_YOUR OBJECTIVE_
From the line that contains "become whole-run reschedules." through the line that contains "Instruction to hand", output every line of the listing below exactly and leave out all the rest.

_SUPPLIED RECORDS_
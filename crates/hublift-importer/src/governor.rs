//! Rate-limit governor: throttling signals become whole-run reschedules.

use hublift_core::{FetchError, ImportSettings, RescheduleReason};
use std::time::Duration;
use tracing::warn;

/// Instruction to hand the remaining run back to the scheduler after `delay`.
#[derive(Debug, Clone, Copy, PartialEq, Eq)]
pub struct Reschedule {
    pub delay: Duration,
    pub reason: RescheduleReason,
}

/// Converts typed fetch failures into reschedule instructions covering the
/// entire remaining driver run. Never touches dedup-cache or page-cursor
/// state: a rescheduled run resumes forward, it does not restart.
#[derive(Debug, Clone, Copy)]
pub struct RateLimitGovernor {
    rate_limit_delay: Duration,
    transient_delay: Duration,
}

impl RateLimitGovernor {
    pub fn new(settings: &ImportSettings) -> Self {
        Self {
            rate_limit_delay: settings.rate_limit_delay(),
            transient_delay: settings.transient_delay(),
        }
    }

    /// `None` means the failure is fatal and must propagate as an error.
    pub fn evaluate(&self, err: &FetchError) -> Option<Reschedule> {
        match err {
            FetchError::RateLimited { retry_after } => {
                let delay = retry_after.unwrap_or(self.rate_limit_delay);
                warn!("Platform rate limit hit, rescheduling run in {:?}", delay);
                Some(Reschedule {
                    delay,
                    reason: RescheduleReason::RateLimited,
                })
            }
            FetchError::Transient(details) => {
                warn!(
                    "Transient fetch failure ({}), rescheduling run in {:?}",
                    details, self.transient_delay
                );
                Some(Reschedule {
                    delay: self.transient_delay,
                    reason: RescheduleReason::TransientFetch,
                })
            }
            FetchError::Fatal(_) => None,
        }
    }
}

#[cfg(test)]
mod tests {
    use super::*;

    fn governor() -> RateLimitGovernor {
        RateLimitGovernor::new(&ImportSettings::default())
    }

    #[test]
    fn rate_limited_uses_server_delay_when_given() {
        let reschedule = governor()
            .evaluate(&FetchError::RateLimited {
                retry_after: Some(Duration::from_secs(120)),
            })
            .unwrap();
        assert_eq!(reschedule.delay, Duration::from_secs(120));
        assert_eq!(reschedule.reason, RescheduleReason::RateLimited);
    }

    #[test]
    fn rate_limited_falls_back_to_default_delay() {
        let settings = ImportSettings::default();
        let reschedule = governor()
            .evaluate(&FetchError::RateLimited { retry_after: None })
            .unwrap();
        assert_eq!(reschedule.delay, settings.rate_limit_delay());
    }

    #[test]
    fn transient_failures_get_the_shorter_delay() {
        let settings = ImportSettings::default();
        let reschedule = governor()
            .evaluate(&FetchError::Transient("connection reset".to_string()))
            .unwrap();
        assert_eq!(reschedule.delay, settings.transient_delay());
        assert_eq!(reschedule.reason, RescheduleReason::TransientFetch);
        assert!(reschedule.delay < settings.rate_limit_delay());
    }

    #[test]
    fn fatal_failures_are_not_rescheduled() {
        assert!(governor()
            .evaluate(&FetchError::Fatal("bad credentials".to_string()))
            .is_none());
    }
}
--
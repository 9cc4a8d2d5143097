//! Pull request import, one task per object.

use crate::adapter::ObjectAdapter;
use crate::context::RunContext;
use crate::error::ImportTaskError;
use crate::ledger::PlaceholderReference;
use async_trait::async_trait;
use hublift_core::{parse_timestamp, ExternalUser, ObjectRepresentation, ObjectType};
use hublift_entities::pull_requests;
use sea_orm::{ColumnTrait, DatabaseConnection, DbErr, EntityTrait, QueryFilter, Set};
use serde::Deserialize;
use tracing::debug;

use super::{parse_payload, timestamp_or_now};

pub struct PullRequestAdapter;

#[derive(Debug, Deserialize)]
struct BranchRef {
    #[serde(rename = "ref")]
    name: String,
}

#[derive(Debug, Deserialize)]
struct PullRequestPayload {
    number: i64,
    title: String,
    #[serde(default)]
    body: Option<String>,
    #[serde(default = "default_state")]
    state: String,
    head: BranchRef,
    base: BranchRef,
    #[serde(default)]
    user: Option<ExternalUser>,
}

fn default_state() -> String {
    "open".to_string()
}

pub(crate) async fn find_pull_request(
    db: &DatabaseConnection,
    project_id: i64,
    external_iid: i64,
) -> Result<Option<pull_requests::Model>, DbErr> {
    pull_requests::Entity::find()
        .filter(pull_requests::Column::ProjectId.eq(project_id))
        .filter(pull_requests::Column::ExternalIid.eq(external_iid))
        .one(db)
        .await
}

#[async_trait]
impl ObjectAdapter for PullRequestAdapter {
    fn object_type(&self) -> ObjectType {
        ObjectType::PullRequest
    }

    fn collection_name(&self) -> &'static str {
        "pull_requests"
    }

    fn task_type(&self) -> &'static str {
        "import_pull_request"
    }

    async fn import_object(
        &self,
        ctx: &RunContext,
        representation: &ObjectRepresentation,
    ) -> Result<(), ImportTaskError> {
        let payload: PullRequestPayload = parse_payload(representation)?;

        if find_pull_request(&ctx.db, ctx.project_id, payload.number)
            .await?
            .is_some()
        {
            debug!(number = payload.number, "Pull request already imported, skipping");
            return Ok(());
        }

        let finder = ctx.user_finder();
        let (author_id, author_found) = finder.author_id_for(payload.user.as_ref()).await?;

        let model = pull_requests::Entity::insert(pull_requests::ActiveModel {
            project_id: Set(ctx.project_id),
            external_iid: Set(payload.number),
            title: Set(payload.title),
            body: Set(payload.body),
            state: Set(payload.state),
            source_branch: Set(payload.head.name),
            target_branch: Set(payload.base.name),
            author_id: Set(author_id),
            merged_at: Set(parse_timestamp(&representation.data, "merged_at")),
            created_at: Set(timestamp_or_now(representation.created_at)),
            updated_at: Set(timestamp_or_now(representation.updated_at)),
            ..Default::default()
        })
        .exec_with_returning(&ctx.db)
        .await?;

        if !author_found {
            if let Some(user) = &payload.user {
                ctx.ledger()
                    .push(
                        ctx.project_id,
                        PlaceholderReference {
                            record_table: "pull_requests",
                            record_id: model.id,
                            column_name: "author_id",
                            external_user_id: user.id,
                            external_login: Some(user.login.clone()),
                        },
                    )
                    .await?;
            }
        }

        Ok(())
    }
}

_OUTPUT OF THE TASK_
//! Rate-limit governor: throttling signals become whole-run reschedules.

use hublift_core::{FetchError, ImportSettings, RescheduleReason};
use std::time::Duration;
use tracing::warn;

/// Instruction to hand the remaining run back to the scheduler after `delay`.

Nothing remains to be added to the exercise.